The idea of ideas or systems of ideas as "viruses" was first described by Richard Dawkins, who coined the term "meme" to mean a "postulated unit or element of cultural ideas, symbols or practices, gets transmitted from one mind to another through speech, gestures, rituals, or other imitable phenomena". They are analogous to genes (hence the similarity in spelling and pronunciation), in that they are said to self-replicate and respond to selective pressures. In this book, the author explains religion through this viral/meme metaphor.

The author first explains exactly how religion can be appropriately viewed using the viral metaphor, and then uses this metaphor throughout the book, explaining how different religions survive and dominate others, and how some of the strategies religion uses to survive and propagate are very similar to actual, biological viruses. He explains that religious conversion can affect individuals on the personality level, taking over critical thinking and causing an individual to be "immune" to other religions by being able to point out the flaws in other religions while simultaneously being unable to see the flaws in their own religion. The author speaks of the importance of "vectors" (priests, ministers, etc) in propagating religious ideas and how religious people and organizations will protect those "vectors" even in the case of abuse or other crimes.

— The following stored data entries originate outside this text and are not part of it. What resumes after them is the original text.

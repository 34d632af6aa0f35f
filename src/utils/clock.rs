use std::time::Duration;

use async_trait::async_trait;
use chrono::{DateTime, FixedOffset, Local, Offset, Utc};
use tokio::time::Instant;

/// Represents an entity responsible for providing dates across application. This can allow it to
/// be used for testing
#[async_trait]
pub trait Clock: Sync + Send + 'static {
    fn time(&self) -> DateTime<Utc>;

    /// Offset of the local time zone. Accounting days are aligned to local
    /// midnight, so boundary math needs this alongside the utc time.
    fn local_offset(&self) -> FixedOffset;

    fn instant(&self) -> Instant;

    async fn sleep(&self, duration: Duration);

    async fn sleep_until(&self, instant: tokio::time::Instant);
}

pub struct DefaultClock;

#[async_trait]
impl Clock for DefaultClock {
    fn time(&self) -> DateTime<Utc> {
        Utc::now()
    }

    fn local_offset(&self) -> FixedOffset {
        Local::now().offset().fix()
    }

    fn instant(&self) -> Instant {
        Instant::now()
    }

    async fn sleep(&self, duration: Duration) {
        tokio::time::sleep(duration).await;
    }

    async fn sleep_until(&self, instant: tokio::time::Instant) {
        tokio::time::sleep_until(instant).await;
    }
}
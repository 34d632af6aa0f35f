//! Handles shuffling data when an accounting day ends: the finished day is
//! archived, week/month/past-7-days summaries are rebuilt, and the per-domain
//! counters are cleared for the new day.

use anyhow::Result;
use chrono::{DateTime, Datelike, FixedOffset, Utc};

use crate::storage::schema::{
    self, domain_keys, domain_seconds, keys, options_from, DaySummary, StorageMap, Summary,
};

use super::{
    alerts::next_alert_at,
    calendar::{
        date_with_offset, day_date, day_number, month_name, next_day_starts_at, past7_header_text,
        today_for, week_header_text, week_number,
    },
};

/// Days of history to keep.
const DAYS_KEPT: usize = 70;
const WEEK_SUMS_KEPT: usize = 10;
const MONTH_SUMS_KEPT: usize = 6;

/// Takes a day's domain seconds and produces the archived form: rounded to
/// whole seconds, zero entries dropped, heaviest domain first.
pub fn sorted_rounded_domains(domain_data: &[(String, f64)]) -> Vec<(String, i64)> {
    let mut result: Vec<(String, i64)> = domain_data
        .iter()
        .map(|(domain, secs)| (domain.clone(), secs.round() as i64))
        .filter(|(_, secs)| *secs != 0)
        .collect();
    result.sort_by(|a, b| b.1.cmp(&a.1));
    result
}

/// Merges a subset of archived days into one domain list and total.
fn combine_days(days: &[&DaySummary]) -> (Vec<(String, i64)>, i64) {
    let mut total_secs = 0;
    let mut merged = std::collections::HashMap::<&str, i64>::new();
    for day in days {
        total_secs += day.total_secs;
        for (domain, secs) in &day.dmns_array {
            *merged.entry(domain).or_default() += secs;
        }
    }

    let mut dmns_array: Vec<(String, i64)> = merged
        .into_iter()
        .filter(|(_, secs)| *secs != 0)
        .map(|(domain, secs)| (domain.to_owned(), secs))
        .collect();
    dmns_array.sort_by(|a, b| b.1.cmp(&a.1).then_with(|| a.0.cmp(&b.0)));
    (dmns_array, total_secs)
}

/// Per-day totals of a subset, earliest day first.
fn daily_totals(days: &[&DaySummary]) -> Vec<(String, i64, i64)> {
    let mut totals: Vec<(String, i64, i64)> = days
        .iter()
        .map(|day| (day.header_text.clone(), day.total_secs, day.day_num))
        .collect();
    totals.sort_by_key(|entry| entry.2);
    totals
}

fn make_week_summary(week_num: i64, days: &[DaySummary]) -> Summary {
    let subset: Vec<&DaySummary> = days.iter().filter(|day| day.week_num == week_num).collect();
    let (dmns_array, total_secs) = combine_days(&subset);
    Summary {
        dmns_array,
        total_secs,
        header_text: week_header_text(week_num),
        days_array: Some(daily_totals(&subset)),
        week_num: Some(week_num),
        month_num: None,
        first_day_num: None,
    }
}

fn make_month_summary(month_num: u32, days: &[DaySummary]) -> Summary {
    let subset: Vec<&DaySummary> = days
        .iter()
        .filter(|day| day.month_num == month_num)
        .collect();
    let (dmns_array, total_secs) = combine_days(&subset);
    Summary {
        dmns_array,
        total_secs,
        header_text: month_name(month_num).to_owned(),
        days_array: None,
        week_num: None,
        month_num: Some(month_num),
        first_day_num: None,
    }
}

fn make_past7_summary(day_num_now: i64, days: &[DaySummary]) -> Summary {
    let subset: Vec<&DaySummary> = days
        .iter()
        .filter(|day| day.day_num > day_num_now - 8 && day.day_num < day_num_now)
        .collect();
    let (dmns_array, total_secs) = combine_days(&subset);
    Summary {
        dmns_array,
        total_secs,
        header_text: past7_header_text(day_num_now),
        days_array: Some(daily_totals(&subset)),
        week_num: None,
        month_num: None,
        first_day_num: Some(day_num_now - 7),
    }
}

/// Replaces the in-progress summary at the head of the list, or prepends a
/// fresh one after a boundary change, keeping at most `cap` entries.
fn place_current(sums: &mut Vec<Summary>, current: Summary, changed: bool, cap: usize) {
    if changed || sums.is_empty() {
        sums.insert(0, current);
        sums.truncate(cap);
    } else {
        sums[0] = current;
    }
}

/// Moves the finished day out of the live counters and into history.
///
/// Only ever advances one step: if the host was suspended over several days,
/// the whole gap is archived under the old day number and the skipped days
/// simply contribute nothing. Calling this again for the same day number is a
/// no-op. Returns the domain keys that the caller must delete from storage.
pub fn advance_day(
    storage: &mut StorageMap,
    now: DateTime<Utc>,
    tz: FixedOffset,
) -> Result<Vec<String>> {
    let options = options_from(storage);
    let today: crate::storage::schema::Today = schema::require(storage, keys::TODAY)?;

    let day_num_now = day_number(date_with_offset(now, options.day_start_offset), tz);
    if day_num_now <= today.day_num {
        return Ok(vec![]);
    }
    let week_num_now = week_number(day_num_now);
    let month_num_now = day_date(day_num_now).month();

    let total_secs = schema::get_f64(storage, keys::TOTAL_SECS).unwrap_or(0.0);
    let domain_data = domain_seconds(storage);

    let mut days: Vec<DaySummary> = schema::decode(storage, keys::DAYS)?.unwrap_or_default();
    days.insert(
        0,
        DaySummary {
            day_num: today.day_num,
            dmns_array: sorted_rounded_domains(&domain_data),
            total_secs: total_secs.round() as i64,
            header_text: today.header_text.clone(),
            month_num: today.month_num,
            week_num: today.week_num,
        },
    );
    days.truncate(DAYS_KEPT);

    let mut week_sums: Vec<Summary> = schema::decode(storage, keys::WEEK_SUMS)?.unwrap_or_default();
    let week_changed = today.week_num != week_num_now;
    if week_changed {
        // Final version of the outgoing week before the new one takes its place.
        let finalized = make_week_summary(today.week_num, &days);
        match week_sums.first_mut() {
            Some(head) => *head = finalized,
            None => week_sums.push(finalized),
        }
    }
    place_current(
        &mut week_sums,
        make_week_summary(week_num_now, &days),
        week_changed,
        WEEK_SUMS_KEPT,
    );

    let mut month_sums: Vec<Summary> =
        schema::decode(storage, keys::MONTH_SUMS)?.unwrap_or_default();
    let month_changed = today.month_num != month_num_now;
    if month_changed {
        let finalized = make_month_summary(today.month_num, &days);
        match month_sums.first_mut() {
            Some(head) => *head = finalized,
            None => month_sums.push(finalized),
        }
    }
    place_current(
        &mut month_sums,
        make_month_summary(month_num_now, &days),
        month_changed,
        MONTH_SUMS_KEPT,
    );

    let past7 = make_past7_summary(day_num_now, &days);

    let removed = domain_keys(storage);
    for key in &removed {
        storage.remove(key);
    }

    storage.insert(
        keys::TODAY.into(),
        schema::encode(&today_for(now, options.day_start_offset, tz))?,
    );
    storage.insert(
        keys::NEXT_DAY_STARTS_AT.into(),
        next_day_starts_at(day_num_now, options.day_start_offset, tz).into(),
    );
    storage.insert(keys::DAYS.into(), schema::encode(&days)?);
    storage.insert(keys::WEEK_SUMS.into(), schema::encode(&week_sums)?);
    storage.insert(keys::MONTH_SUMS.into(), schema::encode(&month_sums)?);
    storage.insert(keys::PAST_7_DAY_SUM.into(), schema::encode(&past7)?);
    storage.insert(keys::TOTAL_SECS.into(), 0.0.into());
    storage.insert(
        keys::NEXT_ALERT_AT.into(),
        next_alert_at(options.notifications_rate, 0.0).into(),
    );

    Ok(removed)
}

In the second chapter, the author explains the types of strategies the "god virus" uses to survive and spread, and how advanced religions are more effective than other religions, which is why they continue to survive and replicate. The author says that one of the tools to fight the "god virus" is science and critical thinking education, which is something that religion tends to rally against, especially if the science concerns ideas that seem counter to religious belief, I.E. Evolution.

The third chapter deals with how religion infects and persuades groups and political structures as well as individuals, and underlines religion's influence on public and civil culture. The fourth is about guilt and shame and how religion uses mixed messages to create a cycle of guilt in which the religion reduces feelings of guilt by promising an elimination of it, yet individuals continue to feel guilty and return to religion to have their guilt temporarily suppressed. The author gives a long list of some of the conflicting messages in religion, such as:


*God loves you, but he will send you to hell if you do not do exactly what he says.

*God loves you, but you were born unclean and can never be clean without god.

*Allah loves you and created women as beautiful creatures that you are forbidden to enjoy, except in marriage and behind closed doors.

Similarly, the fifth chapter deals with sex, and religion's attempt to control sex by creating a sex-negative environment. He mentions that even though religion uses positive terminology such as "focus on the family" really the message of "focus on the family" is a message of focusing on the rules and tenets of religion, which cause feelings of guilt and negativity towards sex. The function of this is not to create happy, dynamic family structures, but to propagate religion.

Chapter six is particularly interesting, as the subject is morality and how even though religionists insist that morality is objective and defined in concrete terms by their god, morality is an ever-changing product of culture in which the only way a given religion can survive is by adopting and changing its morality to fit in with the culture enough to continue to propagate. People who are religionists find it difficult to see this changing morality and believe they are more moral than others, and this blinds them to real-world data which shows that religionists are nor more or less moral than atheists. The author specifically shows how various studies such as studies on divorce and prison populations how that religion has little effect on morality and even that non-theists may be slightly more moral.

Chapter seven is about American Evangelism and how it has spread to the point where mega-churches are dotting the US landscape chapter 8 explains why some people are drawn into religion and others are not, and the role that intelligence and personality plays in religiosity. The second to last two chapters deal with unbinding oneself from religion and breaking free of "the virus", especially in deprogramming ourselves of the ideas that have been taught to us since an early age.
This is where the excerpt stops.